- [Assignment]
Could you write out, word for word, only the lines from the one containing "return Ok(self.center +" through the last line of the data below?

+++++

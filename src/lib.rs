pub mod auth;
pub mod cli;
pub mod config;
pub mod db;
pub mod error;
pub mod flash;
pub mod models;
pub mod routes;
pub mod services;
pub mod slug;

pub const STATIC_HASH: &str = env!("STATIC_HASH");

use axum::Router;
use sqlx::SqlitePool;
use time::Duration;
use axum::http::{header, HeaderValue};
use tower::ServiceBuilder;
use tower_http::{
    services::ServeDir,
    set_header::SetResponseHeaderLayer,
    trace::{DefaultOnRequest, DefaultOnResponse, TraceLayer},
};
use tracing::Level;
use tower_sessions::{cookie::SameSite, Expiry, SessionManagerLayer};
use tower_sessions_sqlx_store::SqliteStore;

use services::{CredentialStore, EntryService};

#[derive(Clone)]
pub struct AppState {
    pub entries: EntryService,
    pub credentials: CredentialStore,
}

impl AppState {
    pub fn new(pool: SqlitePool) -> Self {
        Self {
            entries: EntryService::new(pool.clone()),
            credentials: CredentialStore::new(pool),
        }
    }
}

/// Build the full Axum application router.
///
/// Caller is responsible for running database migrations on `pool` beforehand.
/// The session table is created here.
pub async fn build_app(pool: SqlitePool, secure_cookies: bool) -> Result<Router, Box<dyn std::error::Error>> {
    let session_store = SqliteStore::new(pool.clone());
    session_store.migrate().await?;

    let session_layer = SessionManagerLayer::new(session_store)
        .with_expiry(Expiry::OnInactivity(Duration::days(30)))
        .with_secure(secure_cookies)
        .with_http_only(true)
        .with_same_site(SameSite::Lax);

    let state = AppState::new(pool);

    let router = Router::new()
        .merge(routes::auth::router())
        .merge(routes::entries::router())
        .fallback(routes::not_found)
        .nest_service(
            "/static",
            ServiceBuilder::new()
                .layer(SetResponseHeaderLayer::overriding(
                    header::CACHE_CONTROL,
                    HeaderValue::from_static("public, max-age=86400"),
                ))
                .service(ServeDir::new("static")),
        )
        .layer(session_layer)
        .layer(
            TraceLayer::new_for_http()
                .on_request(DefaultOnRequest::new().level(Level::INFO))
                .on_response(DefaultOnResponse::new().level(Level::INFO)),
        )
        .with_state(state);

    Ok(router)
}
//! One-shot notices carried in the session until the next rendered page.

use serde::{Deserialize, Serialize};
use tower_sessions::Session;

const FLASH_KEY: &str = "flash";

#[derive(Debug, Clone, Copy, PartialEq, Eq, Serialize, Deserialize)]
#[serde(rename_all = "lowercase")]
pub enum FlashKind {
    Success,
    Error,
}

impl std::fmt::Display for FlashKind {
    fn fmt(&self, f: &mut std::fmt::Formatter<'_>) -> std::fmt::Result {
        match self {
            FlashKind::Success => write!(f, "success"),
            FlashKind::Error => write!(f, "error"),
        }
    }
}

#[derive(Debug, Clone, Serialize, Deserialize)]
pub struct Flash {
    pub kind: FlashKind,
    pub message: String,
}

pub async fn push(session: &Session, kind: FlashKind, message: impl Into<String>) -> Result<(), tower_sessions::session::Error> {
    let mut flashes: Vec<Flash> = session.get(FLASH_KEY).await?.unwrap_or_default();
    flashes.push(Flash {
        kind,
        message: message.into(),
    });
    session.insert(FLASH_KEY, flashes).await
}

pub async fn take(session: &Session) -> Result<Vec<Flash>, tower_sessions::session::Error> {
    let flashes: Option<Vec<Flash>> = session.remove(FLASH_KEY).await?;
    Ok(flashes.unwrap_or_default())
}
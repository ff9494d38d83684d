//! Radial distortion model: r_distorted = r × (1 + k1·r² + k2·r⁴ + k3·r⁶).
//!
//! Classic Brown-Conrady radial distortion with up to 3 coefficients,
//! measured in pixels from a distortion centre.

use crate::error::{PsfError, Result};
use crate::geom::AffineTransform;
use crate::{Matrix2, Point2};

use super::CoordinateTransform;

/// Radial distortion with up to 3 coefficients.
///
/// The forward model maps ideal radius `r` to distorted radius:
///
/// ```text
/// r_d = r × (1 + k1·r² + k2·r⁴ + k3·r⁶)
/// ```
///
/// The inverse is computed via Newton-Raphson iteration and fails where the
/// radial profile stops being monotonic.
#[derive(Debug, Clone)]
pub struct RadialDistortion {
    /// First radial coefficient (barrel < 0, pincushion > 0).
    pub k1: f64,
    /// Second radial coefficient.
    pub k2: f64,
    /// Third radial coefficient.
    pub k3: f64,
    /// Distortion centre in pixels.
    pub center: Point2,
}

impl RadialDistortion {
    /// Create a radial distortion about the origin.
    ///
    /// Set unused coefficients to 0.0. For example, `RadialDistortion::new(-1e-8, 0.0, 0.0)`
    /// for a simple barrel distortion.
    pub fn new(k1: f64, k2: f64, k3: f64) -> Self {
        Self {
            k1,
            k2,
            k3,
            center: Point2::origin(),
        }
    }

    pub fn with_center(mut self, center: Point2) -> Self {
        self.center = center;
        self
    }

    /// Returns `true` if all coefficients are zero (no distortion).
    pub fn is_zero(&self) -> bool {
        self.k1 == 0.0 && self.k2 == 0.0 && self.k3 == 0.0
    }

    fn scale(&self, r2: f64) -> f64 {
        1.0 + self.k1 * r2 + self.k2 * r2 * r2 + self.k3 * r2 * r2 * r2
    }

    /// d(scale)/d(r²)
    fn scale_slope(&self, r2: f64) -> f64 {
        self.k1 + 2.0 * self.k2 * r2 + 3.0 * self.k3 * r2 * r2
    }

    /// Forward Jacobian at an undistorted point.
    pub fn jacobian(&self, p: Point2) -> Matrix2 {
        let d = p - self.center;
        let r2 = d.norm_squared();
        let s = self.scale(r2);
        let ds = self.scale_slope(r2);
        Matrix2::identity() * s + (d * d.transpose()) * (2.0 * ds)
    }
}

impl CoordinateTransform for RadialDistortion {
    fn apply_forward(&self, p: Point2) -> Point2 {
        let d = p - self.center;
        self.center + d * self.scale(d.norm_squared())
    }

    fn apply_inverse(&self, p: Point2) -> Result<Point2> {
        let d = p - self.center;
        let r_d = d.norm();
        if r_d < 1e-12 {
            return Ok(p);
        }

        // Newton-Raphson to find r such that r × (1 + k1·r² + k2·r⁴ + k3·r⁶) = r_d
        let mut r = r_d;
        for _ in 0..50 {
            let r2 = r * r;
            let f = r * self.scale(r2) - r_d;
            // f'(r) = 1 + 3·k1·r² + 5·k2·r⁴ + 7·k3·r⁶
            let df = 1.0 + 3.0 * self.k1 * r2 + 5.0 * self.k2 * r2 * r2 + 7.0 * self.k3 * r2 * r2 * r2;
            if df <= 0.0 {
                return Err(PsfError::geometry(p, "radial distortion is not monotonic here"));
            }
            let delta = f / df;
            r -= delta;
            if delta.abs() < 1e-12 * r_d.max(1.0) {
                return Ok(self.center + d * (r / r_d));
            }
        }
        Err(PsfError::geometry(p, "radial inverse did not converge"))
    }

    fn linearize_at(&self, p: Point2) -> AffineTransform {
        AffineTransform::tangent(p, self.apply_forward(p), self.jacobian(p))
    }
}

+++++

- [Task answer]
                return Ok(self.center + d * (r / r_d));
            }
        }
        Err(PsfError::geometry(p, "radial inverse did not converge"))
    }

    fn linearize_at(&self, p: Point2) -> AffineTransform {
        AffineTransform::tangent(p, self.apply_forward(p), self.jacobian(p))
    }
}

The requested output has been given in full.